I read recently in the Health Service Journal that some senior specialists are accusing their hospital management of excessive authoritarianism. (Query: what degree of authoritarianism is appropriate?) Stakhanovism is all around us and we need to be aware of it if we are not to surrender to it. George Orwell was the scourge of totalitarian newspeak. Animal Farm describes how creeping Stakhanovism can overtake good intentions. Company-speak has a soporific effect which cloaks its Stakhanovite implications, so when we are faced with a policy document, we need to work out what the latest reorganisation of the NHS really means. Cut out the jargon and the tired figures of speech. Has anyone actually drawn a line in the sand since the battle of the Alamo in 1836? Change a passive to an active voice. Rephrase it in simple English so the writer’s real intentions emerge.

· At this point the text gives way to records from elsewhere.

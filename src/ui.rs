//! Interface de terminal do jobstate: spinners e saída colorida.
//!
//! Usa `indicatif` para o spinner enquanto os arquivos de resultado não
//! aparecem e `console` para colorir os veredictos. Depois de cada veredicto
//! vem o JSON consumido pelos scripts.

use std::time::Duration;

use console::Style;
use indicatif::{ProgressBar, ProgressStyle};
use serde::Serialize;

use jobstate::{CacheStats, JobState, RecoveryStats, Resolution};

/// Indicador visual enquanto a espera pelos arquivos de resultado faz backoff.
pub struct AwaitProgress {
    pb: ProgressBar,
    green: Style,
    yellow: Style,
}

impl AwaitProgress {
    /// Inicia o spinner com o id do job e o pior caso de espera.
    pub fn start(job_id: &str, worst_case: Duration) -> Self {
        let pb = ProgressBar::new_spinner();
        let style = ProgressStyle::default_spinner()
            .template("{spinner:.cyan} {msg} [{elapsed}]")
            .unwrap_or_else(|_| ProgressStyle::default_spinner());
        pb.set_style(style);
        pb.set_message(format!(
            "Waiting for results of {job_id} (up to {}s)",
            worst_case.as_secs_f32()
        ));
        pb.enable_steady_tick(Duration::from_millis(100));

        Self {
            pb,
            green: Style::new().green().bold(),
            yellow: Style::new().yellow(),
        }
    }

    /// Finaliza o spinner e mostra se os arquivos ficaram disponíveis.
    pub fn finish(&self, available: bool) {
        self.pb.finish_and_clear();
        if available {
            println!("  {} Result files are available", self.green.apply_to("✓"));
        } else {
            println!("  {} Result files not visible yet, job still finishing", self.yellow.apply_to("…"));
        }
    }
}

/// Resumos coloridos de uma linha seguidos do JSON formatado.
///
/// Sucesso em verde, falha em vermelho e estados intermediários em amarelo.
pub struct Reporter {
    green: Style,
    red: Style,
    yellow: Style,
    dim: Style,
}

impl Reporter {
    pub fn new() -> Self {
        Self {
            green: Style::new().green().bold(),
            red: Style::new().red().bold(),
            yellow: Style::new().yellow(),
            dim: Style::new().dim(),
        }
    }

    fn style_for(&self, state: JobState) -> &Style {
        match state {
            JobState::Success => &self.green,
            JobState::Failure | JobState::Interrupted => &self.red,
            JobState::Pending | JobState::Running | JobState::Expired | JobState::Revoked => &self.yellow,
        }
    }

    /// Imprime o estado reconciliado, a fonte da evidência e as mensagens.
    pub fn resolution(&self, job_id: &str, resolution: &Resolution) {
        let mut headline = format!("{job_id}: {}", resolution.state);
        if let Some(stage) = resolution.stage {
            headline.push_str(&format!(" ({stage})"));
        }
        let reliability = if resolution.evidence.reliable { "" } else { ", unreliable" };
        println!(
            "{} {}",
            self.style_for(resolution.state).apply_to(headline),
            self.dim
                .apply_to(format!("[{:?}{reliability}]", resolution.evidence.source))
        );
        if let Some(info) = &resolution.stage_info {
            println!("  {info}");
        }
        if let Some(error) = &resolution.error_message {
            println!("  {} {error}", self.red.apply_to("✗"));
        }
        if let Some(message) = &resolution.message {
            println!("  {}", self.yellow.apply_to(message));
        }
        self.json(resolution);
    }

    pub fn written(&self, job_id: &str, what: &str) {
        println!("  {} {job_id}: {what}", self.green.apply_to("✓"));
    }

    pub fn recovery(&self, stats: &RecoveryStats) {
        let style = if stats.errors > 0 || stats.cancelled {
            &self.yellow
        } else {
            &self.green
        };
        println!("{}", style.apply_to(format!("─── Recovery: {stats} ───")));
        self.json(stats);
    }

    pub fn recovered_one(&self, job_id: &str, state: Option<JobState>) {
        match state {
            Some(state) => println!(
                "  {} {job_id}: recovered as {}",
                self.green.apply_to("✓"),
                self.style_for(state).apply_to(state)
            ),
            None => println!("  {} {job_id}: no usable evidence on disk", self.yellow.apply_to("?")),
        }
    }

    pub fn statistics(&self, stats: &CacheStats) {
        println!(
            "{}",
            self.green.apply_to(format!(
                "─── Cache: {} records, {} active, {} completed, {} failed ───",
                stats.total, stats.active_tasks, stats.completed_tasks, stats.failed_tasks
            ))
        );
        self.json(stats);
    }

    pub fn unavailable(&self, what: &str) {
        println!("  {} {what}: cache unavailable", self.red.apply_to("✗"));
    }

    fn json<T: Serialize>(&self, value: &T) {
        println!("{}", serde_json::to_string_pretty(value).unwrap_or_default());
    }
}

If you are unlucky enough to have an appraiser with Stakhanovite tendencies, look on it as a challenge and ensure that your PDP isn’t a guilt-inducing burden. When considering a locum post, remember that some practices and commercial agencies treat locums as widgets. So keep an eye out for Stakhanovite clauses in the employment contract. And compare it with NASGP’s Locum Deck. NASGP offers ‘More Opportunities and Better Control’ for both locums and practices. That’s what all healthy relationships are all about.